Task objective: Return all of the entries, keeping every word and mark as it is.

─── Records for the exercise ───

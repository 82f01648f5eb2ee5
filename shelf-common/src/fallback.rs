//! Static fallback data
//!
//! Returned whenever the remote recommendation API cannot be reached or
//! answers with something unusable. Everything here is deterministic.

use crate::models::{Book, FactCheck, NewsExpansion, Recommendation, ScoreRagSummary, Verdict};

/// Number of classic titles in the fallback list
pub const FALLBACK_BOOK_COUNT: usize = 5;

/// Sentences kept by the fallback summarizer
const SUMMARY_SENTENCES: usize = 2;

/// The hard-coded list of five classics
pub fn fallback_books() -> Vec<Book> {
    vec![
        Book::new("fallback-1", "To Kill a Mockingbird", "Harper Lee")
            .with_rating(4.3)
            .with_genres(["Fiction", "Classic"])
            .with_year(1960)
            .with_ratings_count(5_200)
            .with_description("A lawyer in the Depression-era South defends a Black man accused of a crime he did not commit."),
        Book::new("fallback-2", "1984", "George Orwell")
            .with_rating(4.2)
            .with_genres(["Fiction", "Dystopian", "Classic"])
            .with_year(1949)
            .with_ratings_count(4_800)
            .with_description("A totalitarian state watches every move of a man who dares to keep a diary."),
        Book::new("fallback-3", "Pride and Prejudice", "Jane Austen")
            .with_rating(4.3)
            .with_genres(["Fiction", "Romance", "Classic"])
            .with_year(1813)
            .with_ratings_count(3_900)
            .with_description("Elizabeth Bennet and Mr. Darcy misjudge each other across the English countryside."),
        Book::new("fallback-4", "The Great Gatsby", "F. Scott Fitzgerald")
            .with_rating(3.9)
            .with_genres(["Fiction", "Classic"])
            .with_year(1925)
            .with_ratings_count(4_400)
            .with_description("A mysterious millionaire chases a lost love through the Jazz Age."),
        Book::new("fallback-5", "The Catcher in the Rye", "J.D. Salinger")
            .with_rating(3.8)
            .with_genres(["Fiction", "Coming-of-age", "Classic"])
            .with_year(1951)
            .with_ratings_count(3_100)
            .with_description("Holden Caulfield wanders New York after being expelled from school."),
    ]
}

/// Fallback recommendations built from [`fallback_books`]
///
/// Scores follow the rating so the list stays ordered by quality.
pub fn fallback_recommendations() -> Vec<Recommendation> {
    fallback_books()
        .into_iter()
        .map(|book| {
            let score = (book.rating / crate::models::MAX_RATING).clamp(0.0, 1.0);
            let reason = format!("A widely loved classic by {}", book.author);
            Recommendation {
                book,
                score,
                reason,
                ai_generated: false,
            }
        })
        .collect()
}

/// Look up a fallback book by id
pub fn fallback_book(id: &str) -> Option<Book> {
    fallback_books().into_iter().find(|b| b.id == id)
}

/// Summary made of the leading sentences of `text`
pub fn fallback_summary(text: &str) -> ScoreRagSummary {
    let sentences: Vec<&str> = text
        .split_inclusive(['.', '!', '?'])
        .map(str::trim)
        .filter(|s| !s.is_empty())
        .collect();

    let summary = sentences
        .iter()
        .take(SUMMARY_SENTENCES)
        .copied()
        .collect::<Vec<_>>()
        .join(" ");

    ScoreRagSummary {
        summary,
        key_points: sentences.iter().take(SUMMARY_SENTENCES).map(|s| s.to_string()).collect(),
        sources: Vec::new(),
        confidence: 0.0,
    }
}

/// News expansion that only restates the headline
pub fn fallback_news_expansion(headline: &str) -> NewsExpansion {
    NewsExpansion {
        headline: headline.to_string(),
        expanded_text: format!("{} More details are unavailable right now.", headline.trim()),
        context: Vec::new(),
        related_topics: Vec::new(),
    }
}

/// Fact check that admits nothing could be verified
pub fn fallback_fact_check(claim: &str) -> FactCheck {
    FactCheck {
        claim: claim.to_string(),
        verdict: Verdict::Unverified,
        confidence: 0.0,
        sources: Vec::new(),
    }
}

───

The completed task:
repository 82f01648f5eb2ee5
filename shelf-common/src/fallback.rs
//! Static fallback data
//!
//! Returned whenever the remote recommendation API cannot be reached or
//! answers with something unusable. Everything here is deterministic.

use crate::models::{Book, FactCheck, NewsExpansion, Recommendation, ScoreRagSummary, Verdict};

/// Number of classic titles in the fallback list
pub const FALLBACK_BOOK_COUNT: usize = 5;

/// Sentences kept by the fallback summarizer
const SUMMARY_SENTENCES: usize = 2;

/// The hard-coded list of five classics
pub fn fallback_books() -> Vec<Book> {
    vec![
        Book::new("fallback-1", "To Kill a Mockingbird", "Harper Lee")
            .with_rating(4.3)
            .with_genres(["Fiction", "Classic"])
            .with_year(1960)
            .with_ratings_count(5_200)
            .with_description("A lawyer in the Depression-era South defends a Black man accused of a crime he did not commit."),
        Book::new("fallback-2", "1984", "George Orwell")
            .with_rating(4.2)
            .with_genres(["Fiction", "Dystopian", "Classic"])
            .with_year(1949)
            .with_ratings_count(4_800)
            .with_description("A totalitarian state watches every move of a man who dares to keep a diary."),
        Book::new("fallback-3", "Pride and Prejudice", "Jane Austen")
            .with_rating(4.3)
            .with_genres(["Fiction", "Romance", "Classic"])
            .with_year(1813)
            .with_ratings_count(3_900)
            .with_description("Elizabeth Bennet and Mr. Darcy misjudge each other across the English countryside."),
        Book::new("fallback-4", "The Great Gatsby", "F. Scott Fitzgerald")
            .with_rating(3.9)
            .with_genres(["Fiction", "Classic"])
            .with_year(1925)
            .with_ratings_count(4_400)
            .with_description("A mysterious millionaire chases a lost love through the Jazz Age."),
        Book::new("fallback-5", "The Catcher in the Rye", "J.D. Salinger")
            .with_rating(3.8)
            .with_genres(["Fiction", "Coming-of-age", "Classic"])
            .with_year(1951)
            .with_ratings_count(3_100)
            .with_description("Holden Caulfield wanders New York after being expelled from school."),
    ]
}

/// Fallback recommendations built from [`fallback_books`]
///
/// Scores follow the rating so the list stays ordered by quality.
pub fn fallback_recommendations() -> Vec<Recommendation> {
    fallback_books()
        .into_iter()
        .map(|book| {
            let score = (book.rating / crate::models::MAX_RATING).clamp(0.0, 1.0);
            let reason = format!("A widely loved classic by {}", book.author);
            Recommendation {
                book,
                score,
                reason,
                ai_generated: false,
            }
        })
        .collect()
}

/// Look up a fallback book by id
pub fn fallback_book(id: &str) -> Option<Book> {
    fallback_books().into_iter().find(|b| b.id == id)
}

/// Summary made of the leading sentences of `text`
pub fn fallback_summary(text: &str) -> ScoreRagSummary {
    let sentences: Vec<&str> = text
        .split_inclusive(['.', '!', '?'])
        .map(str::trim)
        .filter(|s| !s.is_empty())
        .collect();

    let summary = sentences
        .iter()
        .take(SUMMARY_SENTENCES)
        .copied()
        .collect::<Vec<_>>()
        .join(" ");

    ScoreRagSummary {
        summary,
        key_points: sentences.iter().take(SUMMARY_SENTENCES).map(|s| s.to_string()).collect(),
        sources: Vec::new(),
        confidence: 0.0,
    }
}

/// News expansion that only restates the headline
pub fn fallback_news_expansion(headline: &str) -> NewsExpansion {
    NewsExpansion {
        headline: headline.to_string(),
        expanded_text: format!("{} More details are unavailable right now.", headline.trim()),
        context: Vec::new(),
        related_topics: Vec::new(),
    }
}

/// Fact check that admits nothing could be verified
pub fn fallback_fact_check(claim: &str) -> FactCheck {
    FactCheck {
        claim: claim.to_string(),
        verdict: Verdict::Unverified,
        confidence: 0.0,
        sources: Vec::new(),
    }
}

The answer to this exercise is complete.